Their hardware revenue is threatened, their software revenue is headed towards the toilet, and their latest product category is a non-starter. If you aren't preparing to see the worst of what Apple is capable of, I advise you get ready (and perhaps an alternative smartphone you feel comfortable using).
I can’t hear you over the 140 photos of my son I am airdropping to my sister at full resolution and way faster than they would be made available to her in any other fashion
But again, I am a Linux fan (NixOS actually), despite it sucking ass in the user department
As a counterpoint, I have 4 macs notebooks, 1 dating back to 2011 and they all still work, well the 2011 has to stay plugged in because the battery is basically useless at this point but it makes a not too bad NAS with linux running on it.
I bought an iPhone a couple of days ago, and was planning on using the weekend to finally migrate from my old Android phone. Luckily, I haven't even opened the box so I should be able to return it for a full refund. No way I'm spending over $1000 for this kind of experience.
Black swan events can happen to you. Recently I traveled to a European country from my base (Middle East). I normally take my phone and laptop with me and they are synced. I forgot the laptop charger and could not get one locally not at least for about a week and then dropped my phone and it got damaged. I bought another phone (Adroid) and tried to log in to by google accounts. It recognized the email and the pswd but then wanted verification from the original device! Despite having the original sim in the new phone.
On my return everything went smoothly through my laptop. Scary though.
My conclusion - have two physical phones + laptop all synced, plus hardcopy of important pswds etc.
Data is easier to protect by offline and online back-ups, but your online identity is hard.
> My conclusion: Eliminate what little remaining usages of their services I have.
This. I never used the Apple's Cloud offerings to backup things - and I stopped using any Apple devices since the BatteryGate. I semi-degooglify my Android(s), and never use the "Google-*" (contacts, calendar, etc.). I block them with NoRoot Firewall and disable them, and use other apps for those services. I sync with my Oulook (2013) and my backup is with Carbonite. I do have to jump through a couple of hoops, but considering that I don't live under the threat of 'death' by Apple or Google to hold me hostage with my data/etc, the little effort is well worth it.
Exactly. I recently had the same experience of being locked out when I lost my old device and had no recourse. My conclusion was the same and I've stopped relying on all Google services except Gmail.
Well, if you used Google 2FA, the Authy app exists, and allows you to securely store 2FA in the cloud (as long as you remember your Authy credentials).
If you don't, then yes, your physical phone essentially becomes a dongle and if you lose it, you're screwed.
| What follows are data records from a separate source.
use rusqlite::Connection;

use crate::models::NotificationRow;
use crate::{Database, OptionalExt, StoreError, StoreResult, now_rfc3339};

impl Database {
    /// Entry point for event producers (post/like/comment surfaces). The call
    /// is fire-and-forget from the producer's perspective; the recipient sees
    /// the row on their next notification poll.
    pub fn emit_notification(
        &self,
        id: &str,
        recipient_id: &str,
        kind: &str,
        actor_id: Option<&str>,
        target_type: Option<&str>,
        target_id: Option<&str>,
    ) -> StoreResult<NotificationRow> {
        let created_at = now_rfc3339();

        self.with_conn_mut(|conn| {
            conn.execute(
                "INSERT INTO notifications
                     (id, recipient_id, kind, actor_id, target_type, target_id, is_read, created_at)
                 VALUES (?1, ?2, ?3, ?4, ?5, ?6, 0, ?7)",
                rusqlite::params![id, recipient_id, kind, actor_id, target_type, target_id, created_at],
            )?;
            Ok(())
        })?;

        Ok(NotificationRow {
            id: id.to_string(),
            recipient_id: recipient_id.to_string(),
            kind: kind.to_string(),
            actor_id: actor_id.map(str::to_string),
            target_type: target_type.map(str::to_string),
            target_id: target_id.map(str::to_string),
            is_read: false,
            read_at: None,
            created_at,
        })
    }

    /// Newest first.
    pub fn list_notifications(&self, user_id: &str) -> StoreResult<Vec<NotificationRow>> {
        self.with_conn(|conn| {
            let mut stmt = conn.prepare(
                "SELECT id, recipient_id, kind, actor_id, target_type, target_id,
                        is_read, read_at, created_at
                 FROM notifications WHERE recipient_id = ?1
                 ORDER BY created_at DESC, rowid DESC",
            )?;

            let rows = stmt
                .query_map([user_id], notification_from_row)?
                .collect::<std::result::Result<Vec<_>, _>>()?;

            Ok(rows)
        })
    }

    /// Idempotent per-row read transition, same shape as message reads.
    pub fn mark_notification_read(
        &self,
        notification_id: &str,
        user_id: &str,
    ) -> StoreResult<NotificationRow> {
        let row = self
            .with_conn(|conn| query_notification_by_id(conn, notification_id))?
            .ok_or(StoreError::NotFound)?;

        if row.recipient_id != user_id {
            return Err(StoreError::NotAuthorized);
        }

        self.with_conn_mut(|conn| {
            conn.execute(
                "UPDATE notifications SET is_read = 1, read_at = ?2
                 WHERE id = ?1 AND is_read = 0",
                rusqlite::params![notification_id, now_rfc3339()],
            )?;
            Ok(())
        })?;

        let updated = self
            .with_conn(|conn| query_notification_by_id(conn, notification_id))?
            .ok_or(StoreError::NotFound)?;
        Ok(updated)
    }

    /// Bulk read. Each row's transition is atomic and idempotent, so a retry
    /// after partial progress cannot double-apply. Returns the number of rows
    /// that actually transitioned.
    pub fn mark_all_notifications_read(&self, user_id: &str) -> StoreResult<u64> {
        self.with_conn_mut(|conn| {
            let marked = conn.execute(
                "UPDATE notifications SET is_read = 1, read_at = ?2
                 WHERE recipient_id = ?1 AND is_read = 0",
                rusqlite::params![user_id, now_rfc3339()],
            )?;
            Ok(marked as u64)
        })
    }

    pub fn unread_notification_count(&self, user_id: &str) -> StoreResult<u64> {
        self.with_conn(|conn| {
            let count: u64 = conn.query_row(
                "SELECT COUNT(*) FROM notifications WHERE recipient_id = ?1 AND is_read = 0",
                [user_id],
                |row| row.get(0),
            )?;
            Ok(count)
        })
    }
}

fn notification_from_row(row: &rusqlite::Row<'_>) -> rusqlite::Result<NotificationRow> {
    Ok(NotificationRow {
        id: row.get(0)?,
        recipient_id: row.get(1)?,
        kind: row.get(2)?,
        actor_id: row.get(3)?,
        target_type: row.get(4)?,
        target_id: row.get(5)?,
        is_read: row.get::<_, i64>(6)? != 0,
        read_at: row.get(7)?,
        created_at: row.get(8)?,
    })
}

fn query_notification_by_id(conn: &Connection, id: &str) -> StoreResult<Option<NotificationRow>> {
    let mut stmt = conn.prepare(
        "SELECT id, recipient_id, kind, actor_id, target_type, target_id,
                is_read, read_at, created_at
         FROM notifications WHERE id = ?1",
    )?;

    let row = stmt.query_row([id], notification_from_row).optional()?;
    Ok(row)
}

#[cfg(test)]
mod tests {
    use crate::{Database, StoreError};

    fn setup() -> Database {
        let db = Database::open_in_memory().unwrap();
        db.create_user("alice", "alice", "hash", "Alice").unwrap();
        db.create_user("bob", "bob", "hash", "Bob").unwrap();
        db
    }

    #[test]
    fn emit_then_list_newest_first() {
        let db = setup();
        db.emit_notification("n1", "bob", "NEW_POST", Some("alice"), Some("post"), Some("p1"))
            .unwrap();
        db.emit_notification("n2", "bob", "POST_LIKED", Some("alice"), Some("post"), Some("p2"))
            .unwrap();

        let listed = db.list_notifications("bob").unwrap();
        assert_eq!(
            listed.iter().map(|n| n.id.as_str()).collect::<Vec<_>>(),
            vec!["n2", "n1"]
        );
        assert!(listed.iter().all(|n| !n.is_read));
    }

    #[test]
    fn mark_read_requires_ownership_and_is_idempotent() {
        let db = setup();
        db.emit_notification("n1", "bob", "NEW_POST", Some("alice"), None, None)
            .unwrap();

        assert!(matches!(
            db.mark_notification_read("n1", "alice"),
            Err(StoreError::NotAuthorized)
        ));
        assert!(matches!(
            db.mark_notification_read("missing", "bob"),
            Err(StoreError::NotFound)
        ));

        let first = db.mark_notification_read("n1", "bob").unwrap();
        assert!(first.is_read);
        let second = db.mark_notification_read("n1", "bob").unwrap();
        assert_eq!(second.read_at, first.read_at);
    }

    #[test]
    fn mark_all_clears_every_unread_and_reports_progress() {
        let db = setup();
        for i in 0..4 {
            db.emit_notification(&format!("n{}", i), "bob", "POST_COMMENTED", Some("alice"), None, None)
                .unwrap();
        }
        db.mark_notification_read("n0", "bob").unwrap();

        assert_eq!(db.unread_notification_count("bob").unwrap(), 3);
        assert_eq!(db.mark_all_notifications_read("bob").unwrap(), 3);
        assert_eq!(db.unread_notification_count("bob").unwrap(), 0);
        assert!(db.list_notifications("bob").unwrap().iter().all(|n| n.is_read));

        // Retry after the fact marks nothing twice.
        assert_eq!(db.mark_all_notifications_read("bob").unwrap(), 0);
    }
}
Perhaps they don't educate users enough about this, but that's the fact
Don't bind your online identity to Apple or Google or Microsoft, in particular not the email addresses you use for accounts. That at least limits the damage they can do.
Fundamentally it's going to be be bound to someone though. If you run your own domain to host your main email address, you're now bound to the registrar's login to manage that domain name, and also the cloud provider you're using to host the mail services (unless you run that off a machine you have physical access to).
Sure, but I'd much rather be bound to a domain registrar, where I'm paying them for a small, well-defined, self-contained service, where I have recourse if they do someone shady to me.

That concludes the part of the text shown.